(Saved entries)
────────
//! In-process reference store used by the CLI and the test suites.
//!
//! Failures and latency can be scripted per entity so the orchestration
//! paths can be exercised without a hosted database.

use async_trait::async_trait;
use serde_json::Value;
use std::collections::{HashMap, VecDeque};
use std::sync::{Mutex, MutexGuard};
use std::time::Duration;
use tracing::debug;

use super::store::{Mutation, MutationKind, RemoteStore, StoreAck, StoreError};
use crate::workflow::EntityId;

/// Failure injected into `InMemoryStore::apply`.
#[derive(Debug, Clone, PartialEq, Eq)]
pub enum StoreFailure {
    Reject { code: u16, message: String },
    Unavailable(String),
    Misconfigured(String),
    /// Never answers; only a gateway timeout or cancellation ends the call.
    Hang,
}

#[derive(Debug, Default)]
struct Inner {
    records: HashMap<EntityId, Value>,
    /// Consumed one per call before `sticky` is consulted.
    queued: HashMap<EntityId, VecDeque<StoreFailure>>,
    sticky: HashMap<EntityId, StoreFailure>,
    latency: HashMap<EntityId, Duration>,
    calls: Vec<(EntityId, MutationKind)>,
}

#[derive(Debug, Default)]
pub struct InMemoryStore {
    inner: Mutex<Inner>,
    default_latency: Duration,
}

impl InMemoryStore {
    pub fn new() -> Self {
        Self::default()
    }

    pub fn with_latency(mut self, latency: Duration) -> Self {
        self.default_latency = latency;
        self
    }

    /// Seeds records with an empty JSON object each.
    pub fn with_records<I, T>(self, ids: I) -> Self
    where
        I: IntoIterator<Item = T>,
        T: Into<EntityId>,
    {
        {
            let mut inner = self.lock();
            for id in ids {
                inner.records.insert(id.into(), Value::Object(Default::default()));
            }
        }
        self
    }

    pub fn insert_record(&self, id: impl Into<EntityId>, record: Value) {
        self.lock().records.insert(id.into(), record);
    }

    pub fn record(&self, id: &EntityId) -> Option<Value> {
        self.lock().records.get(id).cloned()
    }

    /// Every call for `id` fails with `failure` until cleared.
    pub fn fail_always(&self, id: impl Into<EntityId>, failure: StoreFailure) {
        self.lock().sticky.insert(id.into(), failure);
    }

    /// The next call for `id` fails with `failure`.
    pub fn fail_next(&self, id: impl Into<EntityId>, failure: StoreFailure) {
        self.lock().queued.entry(id.into()).or_default().push_back(failure);
    }

    pub fn clear_failures(&self, id: &EntityId) {
        let mut inner = self.lock();
        inner.sticky.remove(id);
        inner.queued.remove(id);
    }

    pub fn set_latency(&self, id: impl Into<EntityId>, latency: Duration) {
        self.lock().latency.insert(id.into(), latency);
    }

    /// Calls in the order they reached the store.
    pub fn calls(&self) -> Vec<(EntityId, MutationKind)> {
        self.lock().calls.clone()
    }

    pub fn call_count(&self, id: &EntityId) -> usize {
        self.lock().calls.iter().filter(|(called, _)| called == id).count()
    }

    fn lock(&self) -> MutexGuard<'_, Inner> {
        self.inner.lock().unwrap_or_else(|poisoned| poisoned.into_inner())
    }

    fn apply_to_records(inner: &mut Inner, entity_id: &EntityId, mutation: &Mutation) -> Result<StoreAck, StoreError> {
        let record = match mutation.kind {
            MutationKind::Create => {
                if inner.records.contains_key(entity_id) {
                    return Err(StoreError::Rejected {
                        code: 409,
                        message: format!("record {entity_id} already exists"),
                    });
                }
                inner.records.insert(entity_id.clone(), mutation.patch.clone());
                Some(mutation.patch.clone())
            }
            MutationKind::Update => {
                let record = inner
                    .records
                    .get_mut(entity_id)
                    .ok_or_else(|| StoreError::NotFound(entity_id.clone()))?;
                merge(record, &mutation.patch);
                Some(record.clone())
            }
            MutationKind::Delete => {
                inner
                    .records
                    .remove(entity_id)
                    .ok_or_else(|| StoreError::NotFound(entity_id.clone()))?;
                None
            }
            MutationKind::FetchStatus => Some(
                inner
                    .records
                    .get(entity_id)
                    .cloned()
                    .ok_or_else(|| StoreError::NotFound(entity_id.clone()))?,
            ),
        };

        Ok(StoreAck {
            entity_id: entity_id.clone(),
            record,
        })
    }
}

fn merge(record: &mut Value, patch: &Value) {
    match (record, patch) {
        (Value::Object(target), Value::Object(changes)) => {
            for (key, value) in changes {
                target.insert(key.clone(), value.clone());
            }
        }
        (target, replacement) => *target = replacement.clone(),
    }
}

#[async_trait]
impl RemoteStore for InMemoryStore {
    async fn apply(&self, entity_id: &EntityId, mutation: &Mutation) -> Result<StoreAck, StoreError> {
        let (failure, latency) = {
            let mut inner = self.lock();
            inner.calls.push((entity_id.clone(), mutation.kind));
            let queued = inner.queued.get_mut(entity_id).and_then(VecDeque::pop_front);
            let failure = queued.or_else(|| inner.sticky.get(entity_id).cloned());
            let latency = inner.latency.get(entity_id).copied().unwrap_or(self.default_latency);
            (failure, latency)
        };

        debug!(entity.id = %entity_id, kind = ?mutation.kind, "In-memory store call");

        if !latency.is_zero() {
            tokio::time::sleep(latency).await;
        }

        let Some(failure) = failure else {
            let mut inner = self.lock();
            return Self::apply_to_records(&mut inner, entity_id, mutation);
        };

        match failure {
            StoreFailure::Hang => std::future::pending().await,
            StoreFailure::Reject { code, message } => Err(StoreError::Rejected { code, message }),
            StoreFailure::Unavailable(message) => Err(StoreError::Unavailable(message)),
            StoreFailure::Misconfigured(message) => Err(StoreError::Misconfigured(message)),
        }
    }
}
────────
## Problem to work on
Print, exactly as written, the first line of the records above and each line after it until the line with "The next call", which is printed too.

## Problem solution
//! In-process reference store used by the CLI and the test suites.
//!
//! Failures and latency can be scripted per entity so the orchestration
//! paths can be exercised without a hosted database.

use async_trait::async_trait;
use serde_json::Value;
use std::collections::{HashMap, VecDeque};
use std::sync::{Mutex, MutexGuard};
use std::time::Duration;
use tracing::debug;

use super::store::{Mutation, MutationKind, RemoteStore, StoreAck, StoreError};
use crate::workflow::EntityId;

/// Failure injected into `InMemoryStore::apply`.
#[derive(Debug, Clone, PartialEq, Eq)]
pub enum StoreFailure {
    Reject { code: u16, message: String },
    Unavailable(String),
    Misconfigured(String),
    /// Never answers; only a gateway timeout or cancellation ends the call.
    Hang,
}

#[derive(Debug, Default)]
struct Inner {
    records: HashMap<EntityId, Value>,
    /// Consumed one per call before `sticky` is consulted.
    queued: HashMap<EntityId, VecDeque<StoreFailure>>,
    sticky: HashMap<EntityId, StoreFailure>,
    latency: HashMap<EntityId, Duration>,
    calls: Vec<(EntityId, MutationKind)>,
}

#[derive(Debug, Default)]
pub struct InMemoryStore {
    inner: Mutex<Inner>,
    default_latency: Duration,
}

impl InMemoryStore {
    pub fn new() -> Self {
        Self::default()
    }

    pub fn with_latency(mut self, latency: Duration) -> Self {
        self.default_latency = latency;
        self
    }

    /// Seeds records with an empty JSON object each.
    pub fn with_records<I, T>(self, ids: I) -> Self
    where
        I: IntoIterator<Item = T>,
        T: Into<EntityId>,
    {
        {
            let mut inner = self.lock();
            for id in ids {
                inner.records.insert(id.into(), Value::Object(Default::default()));
            }
        }
        self
    }

    pub fn insert_record(&self, id: impl Into<EntityId>, record: Value) {
        self.lock().records.insert(id.into(), record);
    }

    pub fn record(&self, id: &EntityId) -> Option<Value> {
        self.lock().records.get(id).cloned()
    }

    /// Every call for `id` fails with `failure` until cleared.
    pub fn fail_always(&self, id: impl Into<EntityId>, failure: StoreFailure) {
        self.lock().sticky.insert(id.into(), failure);
    }

    /// The next call for `id` fails with `failure`.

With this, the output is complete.